Jody broached the subject with David Leventhal. Dave, celebrated dancer with Mark Morris Dance Group in New York City, became program director and a founding teacher of MMDG’s Dance for Parkinson’s Disease program, which pioneered weekly classes for people with Parkinson’s throughout New York City, fostering similar classes in 17 countries around the world. He received the 2016 World Parkinson Congress Award.
Jody knows Dave because she, along with Melania Pawliw and Max Ratevosian of Hamilton City Ballet, studied under him in the U.S. in 2011, to learn D for PD.
Jody and Dave bandied the idea of World Dance For Parkinson’s Day around but it sat in limbo until she got a call from him in December saying, “Are you up for this?”
After doing a story on the class last year, I caught up with Hamilton’s D for PD a few weeks ago, while Tom Omoreon did video, photography and interviews for streaming on Saturday. The class is growing, its physical poetry, the sometimes halting, trembling grace, as moving as ever, moving in every sense of the word.
Max and Melania led them in gracefully sculptural motions of their hands and arms, sometimes like wings gently fluttering, to such music as “Edelweiss” and “Poinciana.”
There that day was Dr.

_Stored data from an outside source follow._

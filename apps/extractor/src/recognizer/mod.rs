//! Entity recognition — pluggable, trait-based named-entity lookup.
//!
//! Default: `HeuristicRecognizer` (offline, deterministic, no model to load).
//! Optional: `LlmRecognizer` (Claude via `LlmClient`), selected with
//! `NAME_RECOGNIZER=llm` or `--recognizer llm`.
//!
//! The recognizer is built once in `main` and handed to the pipeline as
//! `&dyn EntityRecognizer`, so tests can swap in a fixed-output double.

pub mod llm;
pub mod prompts;

use std::fmt;

use async_trait::async_trait;
use serde::{Deserialize, Serialize};
use tracing::info;

use crate::config::{Config, RecognizerBackend};
use crate::errors::ExtractError;
use crate::llm_client::LlmClient;

pub use llm::LlmRecognizer;

// ────────────────────────────────────────────────────────────────────────────
// Entity data model
// ────────────────────────────────────────────────────────────────────────────

/// Entity type as reported by a recognizer.
#[derive(Debug, Clone, PartialEq, Eq, Serialize, Deserialize)]
#[serde(from = "String", into = "String")]
pub enum EntityLabel {
    Person,
    Organization,
    Other(String),
}

impl From<String> for EntityLabel {
    fn from(label: String) -> Self {
        match label.trim().to_ascii_uppercase().as_str() {
            "PERSON" | "PER" => EntityLabel::Person,
            "ORG" | "ORGANIZATION" => EntityLabel::Organization,
            _ => EntityLabel::Other(label),
        }
    }
}

impl From<EntityLabel> for String {
    fn from(label: EntityLabel) -> Self {
        label.to_string()
    }
}

impl fmt::Display for EntityLabel {
    fn fmt(&self, f: &mut fmt::Formatter<'_>) -> fmt::Result {
        match self {
            EntityLabel::Person => f.write_str("PERSON"),
            EntityLabel::Organization => f.write_str("ORG"),
            EntityLabel::Other(label) => f.write_str(label),
        }
    }
}

/// A recognized entity: its label and the surface text it covers.
#[derive(Debug, Clone, PartialEq, Eq, Serialize, Deserialize)]
pub struct EntitySpan {
    pub label: EntityLabel,
    pub text: String,
}

impl EntitySpan {
    pub fn new(label: EntityLabel, text: impl Into<String>) -> Self {
        Self {
            label,
            text: text.into(),
        }
    }
}

// ────────────────────────────────────────────────────────────────────────────
// Trait definition
// ────────────────────────────────────────────────────────────────────────────

/// Returns entities in the order the backend reports them (first occurrence first).
#[async_trait]
pub trait EntityRecognizer: Send + Sync {
    async fn recognize(&self, text: &str) -> Result<Vec<EntitySpan>, ExtractError>;

    /// Short backend name for logs.
    fn backend(&self) -> &'static str;
}

/// Builds the recognizer selected by configuration. Called once at startup.
pub fn build_recognizer(config: &Config) -> Result<Box<dyn EntityRecognizer>, ExtractError> {
    let recognizer: Box<dyn EntityRecognizer> = match config.recognizer {
        RecognizerBackend::Heuristic => Box::new(HeuristicRecognizer),
        RecognizerBackend::Llm => {
            let api_key = config.require_api_key()?.to_string();
            Box::new(LlmRecognizer::new(LlmClient::new(api_key)?))
        }
    };
    info!("Entity recognizer initialized (backend: {})", recognizer.backend());
    Ok(recognizer)
}

// ────────────────────────────────────────────────────────────────────────────
// HeuristicRecognizer
// ────────────────────────────────────────────────────────────────────────────

const MIN_RUN: usize = 2;
const MAX_RUN: usize = 4;

/// Words that turn a capitalized run into an organisation.
const ORG_MARKERS: &[&str] = &[
    "university", "college", "institute", "school", "academy", "inc", "ltd", "llc", "llp",
    "corp", "corporation", "company", "technologies", "solutions", "labs", "group", "bank",
    "systems", "consulting",
];

/// Words that rule a capitalized run out as a person name: section
/// headings, job words, degree words, common tech terms.
const NON_NAME_WORDS: &[&str] = &[
    "resume", "curriculum", "vitae", "cv", "profile", "summary", "objective", "education",
    "experience", "skills", "projects", "project", "contact", "references", "certifications",
    "languages", "achievements", "awards", "interests", "hobbies", "work", "professional",
    "technical", "personal", "details", "engineer", "developer", "manager", "software",
    "senior", "junior", "lead", "intern", "analyst", "consultant", "architect", "director",
    "bachelor", "master", "science", "technology", "engineering", "arts", "computer",
    "degree", "present", "street", "road", "avenue",
    "python", "javascript", "react", "node.js", "mongodb", "docker", "aws", "sql", "java",
    "native", "cloud", "data", "web", "full", "stack", "machine", "learning",
];

/// Month names and abbreviations. Only treated as a date when a number follows,
/// so "June 2019" is skipped but "June Carter" is still a name.
const MONTHS: &[&str] = &[
    "january", "february", "march", "april", "may", "june", "july", "august", "september",
    "october", "november", "december", "jan", "feb", "mar", "apr", "jun", "jul", "aug", "sep",
    "sept", "oct", "nov", "dec",
];

/// Offline recognizer: runs of 2-4 title-case words on one line, in document order.
pub struct HeuristicRecognizer;

#[async_trait]
impl EntityRecognizer for HeuristicRecognizer {
    async fn recognize(&self, text: &str) -> Result<Vec<EntitySpan>, ExtractError> {
        Ok(scan_capitalized_runs(text))
    }

    fn backend(&self) -> &'static str {
        "heuristic"
    }
}

fn scan_capitalized_runs(text: &str) -> Vec<EntitySpan> {
    let mut spans = Vec::new();

    for line in text.lines() {
        let tokens: Vec<&str> = line.split_whitespace().collect();
        let mut run: Vec<&str> = Vec::new();

        for (i, token) in tokens.iter().enumerate() {
            let word = token.trim_end_matches([',', ';', ':', '|']);
            let closes_run = word.len() != token.len();
            let next = tokens.get(i + 1).copied();

            if is_capitalized_word(word) && !starts_date(word, next) {
                run.push(word);
                if closes_run {
                    flush_run(&mut run, &mut spans);
                }
            } else {
                flush_run(&mut run, &mut spans);
            }
        }
        flush_run(&mut run, &mut spans);
    }

    spans
}

/// `word` is a month and the following token is a day or year, e.g. `May 2021`.
fn starts_date(word: &str, next: Option<&str>) -> bool {
    let month = word.trim_end_matches('.').to_lowercase();
    MONTHS.contains(&month.as_str())
        && next.is_some_and(|n| n.starts_with(|c: char| c.is_ascii_digit()))
}

fn flush_run(run: &mut Vec<&str>, spans: &mut Vec<EntitySpan>) {
    if (MIN_RUN..=MAX_RUN).contains(&run.len()) {
        if let Some(label) = classify_run(run) {
            spans.push(EntitySpan::new(label, run.join(" ")));
        }
    }
    run.clear();
}

fn classify_run(run: &[&str]) -> Option<EntityLabel> {
    let normalized: Vec<String> = run
        .iter()
        .map(|w| w.trim_end_matches('.').to_lowercase())
        .collect();

    if normalized.iter().any(|w| ORG_MARKERS.contains(&w.as_str())) {
        Some(EntityLabel::Organization)
    } else if normalized.iter().any(|w| NON_NAME_WORDS.contains(&w.as_str())) {
        None
    } else {
        Some(EntityLabel::Person)
    }
}

/// `Jane`, `O'Neil`, `Smith-Jones`, `J.` or an all-caps header word like `DOE`.
fn is_capitalized_word(word: &str) -> bool {
    let mut chars = word.chars();
    let Some(first) = chars.next() else {
        return false;
    };
    if !first.is_uppercase() {
        return false;
    }
    let rest: Vec<char> = chars.collect();
    let allowed = rest
        .iter()
        .all(|c| c.is_alphabetic() || matches!(c, '-' | '\'' | '.'));
    let letters = rest.iter().filter(|c| c.is_alphabetic()).count();

    allowed && (letters > 0 || rest == ['.'])
}

// ────────────────────────────────────────────────────────────────────────────
// Test double
// ────────────────────────────────────────────────────────────────────────────

/// Returns a fixed span list regardless of input, or a fixed failure.
#[cfg(test)]
pub struct StaticRecognizer {
    pub spans: Vec<EntitySpan>,
    pub fail: bool,
}

#[cfg(test)]
impl StaticRecognizer {
    pub fn with_spans(spans: Vec<EntitySpan>) -> Self {
        Self { spans, fail: false }
    }

    pub fn failing() -> Self {
        Self {
            spans: vec![],
            fail: true,
        }
    }
}

#[cfg(test)]
#[async_trait]
impl EntityRecognizer for StaticRecognizer {
    async fn recognize(&self, _text: &str) -> Result<Vec<EntitySpan>, ExtractError> {
        if self.fail {
            return Err(ExtractError::ExtractionFault(
                "static recognizer configured to fail".to_string(),
            ));
        }
        Ok(self.spans.clone())
    }

    fn backend(&self) -> &'static str {
        "static"
    }
}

Matthew Woolhouse, McMaster music professor and founder of the university’s digital music lab.
He and researchers, using lowcost motion-sensing devices, graph participants’ individualized movements into a computer system so that progress can be calculated. Participants can practise at home, with the help of onscreen avatars, which duplicate the things the teachers do in the gym at St. Paul’s.
“It combines music and movement into a metrical framework, a production framework,” says Matthew, “important for initiating movements. I’m happy to assist in a community effort like this.” And it’s also producing invaluable research data.
Jody says there are about 10,000 subscribers to the online streaming but one doesn’t have to subscribe. Simply go to the portal www.danceforparkinsons.online
It’s hard to say enough about this wonderful project.